Friday, November 14, 2008
Thursday, November 13, 2008
I got wisdom.
Or maybe I had my wisdom removed...
Either way I had all 4 of my wisdom teeth taken out and I'm pretty damn miserable. My face is swolen and my jaw hurts and my tummy is messed up cause I've eaten nothing but pills for 2 days.
Someone cheer me up. :(
Either way I had all 4 of my wisdom teeth taken out and I'm pretty damn miserable. My face is swolen and my jaw hurts and my tummy is messed up cause I've eaten nothing but pills for 2 days.
Someone cheer me up. :(
Wednesday, November 5, 2008
Thank you sweet merciful jesus
Obama wins!
I know I personally am relieved. I was truly afraid that the G.O.P. had bought themselves another term. This country is not comprised of old rich white men, it is full of people who are seriously struggling to get by. People are losing their homes, getting laid off and can't find work, having to make the decision to not eat today so the kids have food, are suffering from serious illness and can't afford to see a doctor, and if the car hasn't been re-po'd yet they can't afford to drive it anyway... The last thing we needed was to have a man who has so many houses he can't list them all off the top of his head and someone who sees fit to spend millions of dollars on fucking clothing making decisions for a country that is hanging on by a thread. And that's not to mention his shaaaaady ways. Now this is just my personal opinion but if the republican party had spent the amount of money just that they put toward Sarah Palin's wardrobe on giving to struggling communities in the public eye they could have had this hook, line, and sinker...
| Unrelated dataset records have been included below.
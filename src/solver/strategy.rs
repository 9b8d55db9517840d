//! Gamer interface
//!
//! Defines the Gamer trait driven by the game loop, and a random baseline.

use super::SolverError;
use super::candidates::CandidateSet;
use super::partition::PartitionSolver;
use crate::config::{GamerKind, OpenerChoice};
use crate::core::{Vocabulary, Word};
use crate::matrix::ScoreMatrix;
use rand::Rng;
use rand::prelude::IndexedRandom;

/// A guessing strategy for one game at a time
///
/// The game loop calls `prepare_for_new_game` once, then alternates `guess_word` and
/// `result_of_guess` until the guess matches or the payout runs out.
pub trait Gamer<'a> {
    /// Display name used in reports
    fn name(&self) -> &'static str;

    /// Words still consistent with every observed score
    fn candidate_count(&self) -> usize;

    /// Reset all per-game state
    fn prepare_for_new_game(&mut self);

    /// Next word to guess
    ///
    /// # Errors
    /// Returns `SolverError` if the gamer is not prepared or has no candidates left.
    fn guess_word(&mut self) -> Result<&'a Word, SolverError>;

    /// Record the score observed for a wrong guess
    ///
    /// # Errors
    /// Returns `SolverError` if `guess` was not a candidate or the score rules out every
    /// remaining word.
    fn result_of_guess(&mut self, guess: &str, score: u8) -> Result<(), SolverError>;
}

/// Which gamer to play with
pub enum GamerType<'a, R: Rng> {
    /// Lowest-deviation partition solver (default)
    Partition(PartitionSolver<'a>),
    /// Uniform choice among consistent candidates
    Random(RandomGamer<'a, R>),
}

impl<'a, R: Rng> GamerType<'a, R> {
    /// Create the gamer selected by `kind`
    ///
    /// The opener only applies to the partition solver; `rng` only to the random gamer.
    ///
    /// # Errors
    /// Returns `SolverError` if the matrix does not belong to the vocabulary or the opener
    /// is unknown.
    pub fn new(
        kind: GamerKind,
        vocabulary: &'a Vocabulary,
        matrix: &'a ScoreMatrix,
        opener: &OpenerChoice,
        rng: R,
    ) -> Result<Self, SolverError> {
        Ok(match kind {
            GamerKind::Partition => {
                Self::Partition(PartitionSolver::from_choice(vocabulary, matrix, opener)?)
            }
            GamerKind::Random => Self::Random(RandomGamer::new(vocabulary, matrix, rng)?),
        })
    }
}

impl<'a, R: Rng> Gamer<'a> for GamerType<'a, R> {
    fn name(&self) -> &'static str {
        match self {
            Self::Partition(g) => g.name(),
            Self::Random(g) => g.name(),
        }
    }

    fn candidate_count(&self) -> usize {
        match self {
            Self::Partition(g) => g.candidate_count(),
            Self::Random(g) => g.candidate_count(),
        }
    }

    fn prepare_for_new_game(&mut self) {
        match self {
            Self::Partition(g) => g.prepare_for_new_game(),
            Self::Random(g) => g.prepare_for_new_game(),
        }
    }

    fn guess_word(&mut self) -> Result<&'a Word, SolverError> {
        match self {
            Self::Partition(g) => g.guess_word(),
            Self::Random(g) => g.guess_word(),
        }
    }

    fn result_of_guess(&mut self, guess: &str, score: u8) -> Result<(), SolverError> {
        match self {
            Self::Partition(g) => g.result_of_guess(guess, score),
            Self::Random(g) => g.result_of_guess(guess, score),
        }
    }
}

/// Random gamer
///
/// Guesses uniformly among the words still consistent with every observed score. Useful as
/// a baseline for the partition solver.
pub struct RandomGamer<'a, R: Rng> {
    candidates: CandidateSet<'a>,
    prepared: bool,
    rng: R,
}

impl<'a, R: Rng> RandomGamer<'a, R> {
    /// Create a random gamer drawing from `rng`
    ///
    /// # Errors
    /// Returns `SolverError::Artifact` if the matrix was not built for this vocabulary.
    pub fn new(
        vocabulary: &'a Vocabulary,
        matrix: &'a ScoreMatrix,
        rng: R,
    ) -> Result<Self, SolverError> {
        matrix.verify(vocabulary)?;
        Ok(Self {
            candidates: CandidateSet::empty(vocabulary, matrix),
            prepared: false,
            rng,
        })
    }
}

impl<'a, R: Rng> Gamer<'a> for RandomGamer<'a, R> {
    fn name(&self) -> &'static str {
        "Random consistent Gamer"
    }

    fn candidate_count(&self) -> usize {
        self.candidates.len()
    }

    fn prepare_for_new_game(&mut self) {
        self.candidates.reset();
        self.prepared = true;
    }

    fn guess_word(&mut self) -> Result<&'a Word, SolverError> {
        if !self.prepared {
            return Err(SolverError::NotPrepared);
        }

        self.candidates
            .words()
            .choose(&mut self.rng)
            .copied()
            .ok_or(SolverError::NoCandidates)
    }

    fn result_of_guess(&mut self, guess: &str, score: u8) -> Result<(), SolverError> {
        if !self.prepared {
            return Err(SolverError::NotPrepared);
        }
        self.candidates.reduce(guess, score)
    }
}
Sarah Palin.... good god....
For the first time in about 6 years I have hope. Everything might be ok after all. My man has a huge job ahead of him and is starting out swimming thru such a horrendous mess the likes of which most of us have never seen in our life time... But I have faith in him and truly believe if anyone can do it, it's him.
Now I know politics tend to bring out the worst in people, and I understand not everyone is in the same situation as me. So, my friends if you are reading this and disagree please feel free to comment and tell me why. But, I am looking at this thru the eyes of a 23 yr old single mother to a child in a shitty school system, I can't find work to save my soul. I can't afford child care. And as some of you know I am currently battling cancer, and can only afford bare minimum treatment because my health insurance doesn't cover cancer for fucks sake. I am living on my ex's couch so my daughter has a roof over her head. My prescriptions alone each month would cover most people's car payments, not to mention my co-pays for my 5 fucking doctors. So chew my ear off all you want, and I will listen with an open mind... But I did right by me and mine and got the outcome I was praying desperately for.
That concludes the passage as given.